La questione angolare possiamo dire è quella del cosa fare per tenere insieme questi tre lati. È indubitabile che l’elezione del nuovo presidente della Repubblica costituisca un momento topico per il dipanarsi della nostra Costituzione sia in termini formali che sostanziali. D’altro canto, il funzionamento dell’esecutivo a fronte degli impegni assunti con il PNRR e nei confronti della nostra cornice internazionale europea e in ultima analisi a favore di un maggiore equilibrio di crescita nazionale è un altro punto irrinunciabile. Ecco allora che si è sviluppato un ragionamento che neppure nei sogni o negli incubi sarebbe stato possibile immaginare. Parliamo del rebus irresolubile di come portare il premier Draghi al Quirinale garantendo al contempo il funzionamento e l’azione del governo secondo i parametri impostati. Al di là del fatto che non si tratta di un problema soltanto aritmetico e di consenso, ma quasi di una sorta di funzione quantistica volendo mantenersi nell’assurdo, è evidente che in primo luogo l’elezione dovrebbe avvenire nei canoni che la Costituzione indica e che per il governo si porrebbe la questione irrinunciabile di una maggioranza coesa e capace di non arrestare quanto iniziato. E soprattutto che il rispetto delle regole costituzionali e della logica non consente vie di uscita diverse o precostituite o peggio frutto di furbizia!

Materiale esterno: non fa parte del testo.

// src/canonical/canonicalize.rs
//
// Field-wise tie-break: every identity field independently takes the value
// closest to all the others (a one-dimensional medoid under normalized
// affine-gap distance).

use crate::matching::affine_gap::normalized_affine_gap_distance;
use crate::models::{EmployerField, EmployerFields, EmployerRecord};

/// Picks the value with the smallest summed distance to the other values.
/// Duplicates are ignored, the first occurrence wins ties and an empty
/// input gives `None`.
pub fn medoid_value<'a>(values: impl IntoIterator<Item = &'a str>) -> Option<String> {
    let mut distinct: Vec<&str> = Vec::new();
    for value in values {
        if !value.trim().is_empty() && !distinct.contains(&value) {
            distinct.push(value);
        }
    }

    match distinct.len() {
        0 => None,
        1 => Some(distinct[0].to_string()),
        _ => {
            let mut best: Option<(usize, f64)> = None;
            for (i, candidate) in distinct.iter().enumerate() {
                let total: f64 = distinct
                    .iter()
                    .enumerate()
                    .filter(|(j, _)| *j != i)
                    .map(|(_, other)| normalized_affine_gap_distance(candidate, other))
                    .sum();
                if best.map_or(true, |(_, b)| total < b) {
                    best = Some((i, total));
                }
            }
            best.map(|(i, _)| distinct[i].to_string())
        }
    }
}

/// The canonical identity tuple for a group of records, in member order.
pub fn canonical_fields(records: &[EmployerRecord]) -> EmployerFields {
    let mut fields = EmployerFields::default();
    for field in EmployerField::ALL {
        let value = medoid_value(records.iter().filter_map(|r| r.fields.get(field)));
        fields.set(field, value);
    }
    fields
}

#[cfg(test)]
mod tests {
    use super::*;
    use crate::models::RecordSource;

    fn record(id: i64, fields: EmployerFields) -> EmployerRecord {
        EmployerRecord::new(id, fields, RecordSource::Scraper)
    }

    #[test]
    fn test_single_value_is_returned() {
        assert_eq!(medoid_value(["Acme Farms"]), Some("Acme Farms".to_string()));
        assert_eq!(
            medoid_value(["Acme Farms", "Acme Farms"]),
            Some("Acme Farms".to_string())
        );
        assert_eq!(medoid_value(Vec::<&str>::new()), None);
        assert_eq!(medoid_value(["", "  "]), None);
    }

    #[test]
    fn test_two_values_go_to_the_first() {
        assert_eq!(medoid_value(["Acme Farms", "ACME FARMS"]), Some("Acme Farms".to_string()));
        assert_eq!(medoid_value(["ACME FARMS", "Acme Farms"]), Some("ACME FARMS".to_string()));
    }

    #[test]
    fn test_case_variants() {
        assert_eq!(
            medoid_value(["Value1", "value1", "VALUE1"]),
            Some("Value1".to_string())
        );
    }

    #[test]
    fn test_middle_length_value_wins() {
        assert_eq!(medoid_value(["abc", "abcde", "abcd"]), Some("abcd".to_string()));
    }

    #[test]
    fn test_fields_are_resolved_independently() {
        let records = vec![
            record(
                1,
                EmployerFields {
                    name: Some("Acme Farms".to_string()),
                    city: None,
                    phone: Some("509-555-0100".to_string()),
                    ..Default::default()
                },
            ),
            record(
                2,
                EmployerFields {
                    name: Some("ACME FARMS".to_string()),
                    city: Some("Yakima".to_string()),
                    phone: Some("".to_string()),
                    ..Default::default()
                },
            ),
        ];
        let fields = canonical_fields(&records);
        assert_eq!(fields.name.as_deref(), Some("Acme Farms"));
        assert_eq!(fields.city.as_deref(), Some("Yakima"));
        assert_eq!(fields.phone.as_deref(), Some("509-555-0100"));
        assert_eq!(fields.trade_name, None);
    }
}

Arriviamo così al punto. La politica nazionale e la sua attuale condizione. Non vi è dubbio che la crisi della politica e soprattutto la crisi della rappresentanza e dello strumento di essa, i partiti, faccia acqua da tutte le parti. Le formazioni politiche sono in crisi di identità e non da oggi e a questo si è aggiunta la frammentazione che ne è la spia più preoccupante. Soltanto pensare ad una sintesi e ad un nuovo scenario con i protagonisti attuali appare non solo di difficile realizzazione, ma frustrante. Il voto dei cittadini anche nelle elezioni amministrative mostra come la disaffezione sia in aumento e nel recinto di chi vota, per così dire, la confusione e la divisione la facciano da padrone.
Il rebus dinanzi al quale ci troviamo non è né semplice nè rassicurante. Da qualsiasi parte lo si guardi infatti non è facile identificare un sentiero da percorrere, una reale via di uscita. Ogni passaggio potrebbe avere varianti e possibilità inesplorate.

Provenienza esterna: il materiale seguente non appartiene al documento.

// src/orchestrator.rs
//
// Sequences the resolution stages into the two kinds of run: a full rebuild
// of the blocking map and cluster memberships, and an incremental pass that
// turns approved clusters (and optionally leftover records) into canonical
// employers.

use anyhow::{Context, Result};
use indicatif::{MultiProgress, ProgressBar};
use log::info;
use std::sync::Arc;
use std::time::Instant;
use uuid::Uuid;

use crate::blocking::BlockingIndexer;
use crate::canonical::{
    generate_canonical_employers_from_clusters,
    generate_canonical_employers_from_unclustered_records,
};
use crate::clustering::run_clustering;
use crate::matching::PairScorer;
use crate::models::{IncrementalStats, RebuildStats};
use crate::store::ResolutionStore;
use crate::utils::get_memory_usage;
use crate::utils::pipeline_config::PipelineConfig;
use crate::utils::progress_config::{stage_bar, ProgressConfig};

/// Everything a run needs, built once per invocation and passed to each stage.
pub struct RunContext {
    pub store: Arc<dyn ResolutionStore>,
    pub scorer: Arc<dyn PairScorer>,
    pub config: PipelineConfig,
    pub run_id: Uuid,
    pub progress: ProgressConfig,
    pub multi_progress: Option<MultiProgress>,
}

impl RunContext {
    /// Validates `config` and starts a run with progress bars off.
    pub fn new(
        store: Arc<dyn ResolutionStore>,
        scorer: Arc<dyn PairScorer>,
        config: PipelineConfig,
    ) -> Result<Self> {
        config.validate()?;
        Ok(Self {
            store,
            scorer,
            config,
            run_id: Uuid::new_v4(),
            progress: ProgressConfig {
                enabled: false,
                ..Default::default()
            },
            multi_progress: None,
        })
    }

    pub fn with_progress(mut self, progress: ProgressConfig) -> Self {
        self.multi_progress = progress.create_multi_progress();
        self.progress = progress;
        self
    }

    fn stage_progress(&self) -> Option<&MultiProgress> {
        if self.progress.should_show_detailed() {
            self.multi_progress.as_ref()
        } else {
            None
        }
    }

    async fn phase_message(&self, pb: &Option<ProgressBar>, phase: &str) {
        let Some(pb) = pb else {
            return;
        };
        if self.progress.should_show_memory() {
            let memory_mb = get_memory_usage().await;
            pb.set_message(format!("{} (Memory: {} MB)", phase, memory_mb));
        } else {
            pb.set_message(phase.to_string());
        }
    }
}

/// Wipes the blocking map (and the memberships when `refresh_memberships`),
/// then indexes, pairs, scores and clusters every record.
///
/// Rerunning on unchanged input writes no new memberships: existing rows keep
/// their canon ids, review verdicts and processing state.
pub async fn run_full_rebuild(ctx: &RunContext, refresh_memberships: bool) -> Result<RebuildStats> {
    let run_start = Instant::now();
    info!("Starting full rebuild, run {}", ctx.run_id);
    ctx.config.log_config();

    let mut stats = RebuildStats {
        run_id: ctx.run_id.to_string(),
        ..Default::default()
    };
    let main_pb = stage_bar(ctx.multi_progress.as_ref(), 3, "Full rebuild");
    let store = ctx.store.as_ref();

    // Phase 1: blocking
    ctx.phase_message(&main_pb, "Phase 1: Blocking").await;
    let phase_start = Instant::now();
    if refresh_memberships {
        stats.memberships_cleared = store
            .clear_memberships()
            .await
            .context("Failed to clear cluster memberships")?;
        info!("Cleared {} cluster memberships", stats.memberships_cleared);
    }
    let indexer = BlockingIndexer::from_config(&ctx.config);
    stats.blocking = indexer
        .rebuild(store, ctx.stage_progress())
        .await
        .context("Blocking phase failed")?;
    stats.phase_times.push(("blocking".to_string(), phase_start.elapsed()));
    if let Some(pb) = &main_pb {
        pb.inc(1);
    }

    // Phase 2: candidate pairs
    ctx.phase_message(&main_pb, "Phase 2: Candidate pairs").await;
    let phase_start = Instant::now();
    let pairs = indexer
        .candidate_pairs(store, ctx.stage_progress())
        .await
        .context("Candidate pair generation failed")?;
    stats.candidate_pairs = pairs.len();
    stats.phase_times.push(("candidate_pairs".to_string(), phase_start.elapsed()));
    if let Some(pb) = &main_pb {
        pb.inc(1);
    }

    // Phase 3: scoring and clustering
    ctx.phase_message(&main_pb, "Phase 3: Scoring and clustering").await;
    let phase_start = Instant::now();
    stats.clustering = run_clustering(
        store,
        ctx.scorer.as_ref(),
        &pairs,
        &ctx.config,
        ctx.stage_progress(),
    )
    .await
    .context("Clustering phase failed")?;
    stats.memberships_total = store
        .count_memberships()
        .await
        .context("Failed to count cluster memberships")?;
    stats.phase_times.push(("clustering".to_string(), phase_start.elapsed()));
    if let Some(pb) = &main_pb {
        pb.inc(1);
        pb.finish_with_message(format!("Full rebuild complete in {:.2?}", run_start.elapsed()));
    }

    stats.log_summary();
    Ok(stats)
}

/// Canonicalizes at most `batch_limit` pending clusters, then, when asked,
/// resolves up to `batch_limit` leftover records as singletons.
pub async fn run_incremental(
    ctx: &RunContext,
    batch_limit: Option<usize>,
    include_singletons: bool,
) -> Result<IncrementalStats> {
    let start = Instant::now();
    info!(
        "Starting incremental run {} (batch limit: {:?}, singletons: {})",
        ctx.run_id, batch_limit, include_singletons
    );
    let store = ctx.store.as_ref();
    let mut stats = IncrementalStats {
        run_id: ctx.run_id.to_string(),
        ..Default::default()
    };

    stats.canonicalization = generate_canonical_employers_from_clusters(
        store,
        &ctx.config,
        batch_limit.unwrap_or(usize::MAX),
        ctx.stage_progress(),
    )
    .await
    .context("Cluster canonicalization failed")?;

    if include_singletons {
        stats.singletons = Some(
            generate_canonical_employers_from_unclustered_records(
                store,
                &ctx.config,
                batch_limit,
                ctx.stage_progress(),
            )
            .await
            .context("Singleton canonicalization failed")?,
        );
    }

    stats.elapsed = start.elapsed();
    stats.log_summary();
    Ok(stats)
}

#[cfg(test)]
mod tests {
    use super::*;
    use crate::blocking::{BlockingPredicate, BlockingRule};
    use crate::error::ResolutionError;
    use crate::matching::normalize::normalize_value;
    use crate::models::{
        EmployerField, EmployerFields, EmployerRecord, RecordSource, ReviewDecision,
    };
    use crate::store::MemoryStore;
    use chrono::Utc;

    /// 0.9 for names equal after normalization, 0.5 otherwise.
    fn name_scorer(a: &EmployerFields, b: &EmployerFields) -> f64 {
        let na = a.name.as_deref().and_then(normalize_value);
        let nb = b.name.as_deref().and_then(normalize_value);
        if na.is_some() && na == nb {
            0.9
        } else {
            0.5
        }
    }

    fn record(id: i64, name: &str) -> EmployerRecord {
        let fields = EmployerFields {
            name: Some(name.to_string()),
            phone: Some("509-555-0100".to_string()),
            ..Default::default()
        };
        EmployerRecord::new(id, fields, RecordSource::Scraper)
    }

    fn acme_context(store: Arc<MemoryStore>) -> RunContext {
        let config = PipelineConfig {
            // everything shares the phone key, so every pair gets scored
            blocking_rules: vec![
                BlockingRule::new(EmployerField::Name, BlockingPredicate::Exact),
                BlockingRule::new(EmployerField::Phone, BlockingPredicate::Digits),
            ],
            ..Default::default()
        };
        RunContext::new(store, Arc::new(name_scorer), config).unwrap()
    }

    fn acme_store() -> Arc<MemoryStore> {
        Arc::new(MemoryStore::with_records([
            record(1, "Acme Farms"),
            record(2, "ACME Farms"),
            record(3, "Unrelated Co"),
        ]))
    }

    #[tokio::test]
    async fn test_acme_scenario_end_to_end() {
        let store = acme_store();
        let ctx = acme_context(store.clone());

        let rebuild = run_full_rebuild(&ctx, false).await.unwrap();
        assert_eq!(rebuild.candidate_pairs, 3);
        assert_eq!(rebuild.clustering.clusters, 1);
        let memberships = store.memberships().await;
        assert_eq!(memberships.len(), 2);
        assert!(memberships.iter().all(|m| m.canon_id == 1));

        let incremental = run_incremental(&ctx, None, false).await.unwrap();
        assert_eq!(incremental.canonicalization.entities_created, 1);
        let entities = store.fetch_canonical_entities().await.unwrap();
        assert_eq!(entities.len(), 1);
        assert_eq!(entities[0].fields.name.as_deref(), Some("Acme Farms"));
        let records = store.records().await;
        assert_eq!(records[0].canonical_entity_id, Some(entities[0].id));
        assert_eq!(records[1].canonical_entity_id, Some(entities[0].id));
        assert_eq!(records[2].canonical_entity_id, None);

        let with_singletons = run_incremental(&ctx, None, true).await.unwrap();
        assert_eq!(with_singletons.canonicalization.clusters_considered, 0);
        assert_eq!(with_singletons.singletons.unwrap().entities_created, 1);
        assert_eq!(store.count_canonical_entities().await.unwrap(), 2);
        let records = store.records().await;
        assert!(records[2].canonical_entity_id.is_some());
        assert_ne!(records[2].canonical_entity_id, records[0].canonical_entity_id);
    }

    #[tokio::test]
    async fn test_rerun_on_unchanged_input_adds_nothing() {
        let store = acme_store();
        let ctx = acme_context(store.clone());
        run_full_rebuild(&ctx, false).await.unwrap();
        run_incremental(&ctx, None, true).await.unwrap();

        let blocking_before = store.blocking_entries().await;
        let memberships_before = store.memberships().await;
        let entities_before = store.count_canonical_entities().await.unwrap();

        let rebuild = run_full_rebuild(&ctx, false).await.unwrap();
        assert_eq!(rebuild.clustering.memberships_written, 0);
        let incremental = run_incremental(&ctx, None, true).await.unwrap();
        assert_eq!(incremental.canonicalization.clusters_considered, 0);
        assert_eq!(incremental.singletons.unwrap().records_considered, 0);

        assert_eq!(store.blocking_entries().await, blocking_before);
        assert_eq!(store.memberships().await, memberships_before);
        assert_eq!(store.count_canonical_entities().await.unwrap(), entities_before);
    }

    #[tokio::test]
    async fn test_reviewed_cluster_flows_through() {
        let store = acme_store();
        let mut ctx = acme_context(store.clone());
        // 0.9 is now low confidence
        ctx.config.review_threshold = 0.95;
        run_full_rebuild(&ctx, false).await.unwrap();

        let first = run_incremental(&ctx, None, false).await.unwrap();
        assert_eq!(first.canonicalization.clusters_considered, 0);
        assert_eq!(store.count_pending_reviews(0.95).await.unwrap(), 2);

        let now = Utc::now().naive_utc();
        store
            .apply_review_decisions(&[
                ReviewDecision { record_id: 1, is_valid_cluster: true, review_date: now },
                ReviewDecision { record_id: 2, is_valid_cluster: true, review_date: now },
            ])
            .await
            .unwrap();
        let second = run_incremental(&ctx, None, false).await.unwrap();
        assert_eq!(second.canonicalization.entities_created, 1);
        assert_eq!(second.canonicalization.records_linked, 2);
    }

    #[tokio::test]
    async fn test_refresh_clears_memberships() {
        let store = acme_store();
        let ctx = acme_context(store.clone());
        run_full_rebuild(&ctx, false).await.unwrap();
        let stats = run_full_rebuild(&ctx, true).await.unwrap();
        assert_eq!(stats.memberships_cleared, 2);
        assert_eq!(stats.clustering.memberships_written, 2);
        assert_eq!(stats.memberships_total, 2);
        assert_eq!(stats.phase_times.len(), 3);
    }

    #[test]
    fn test_invalid_config_is_rejected() {
        let config = PipelineConfig {
            cluster_threshold: -0.1,
            ..Default::default()
        };
        let err = RunContext::new(Arc::new(MemoryStore::new()), Arc::new(name_scorer), config)
            .err()
            .unwrap();
        assert!(matches!(
            err.downcast_ref::<ResolutionError>(),
            Some(ResolutionError::InvalidConfig(_))
        ));
    }
}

L’unica cosa certa è che una soluzione andrà trovata e che il faro di riferimento è nella Costituzione. L’atteggiamento prudente e silente del premier altrimenti tirato in ballo e per la ghiacchetta, la dice lunga sul suo pensiero. Il compito che si è assunto è tale e centrale che una sua sostituzione sarebbe impensabile e a livello della carta fondamentale non siste una soluzione del tipo cinghia di trasmissione, come qualcuno ha pensato di dire. Quindi per la politica, se vuole essere alta, per i partiti se vogliono riappropriarsi di un ruolo centrale di rappresentanza non è sicuramente il momento dei funambolismi, dei giochetti di corridoio o delle pantomime o di altri arnesi ai quali abbiamo assistito in questi oltre settanta anni di Repubblica. Ma di una vera assoluta assunzione di responsabilità nazionale che sappia coniugare l’esercizio della democrazia, con il corretto funzionamento delle istituzioni sino al più alto scranno e a salvaguardia della dignità del paese e della sua ritrovata funzione nel consesso internazionale. Un patromonio che non si può certo disperdere avendolo appena riconquistato!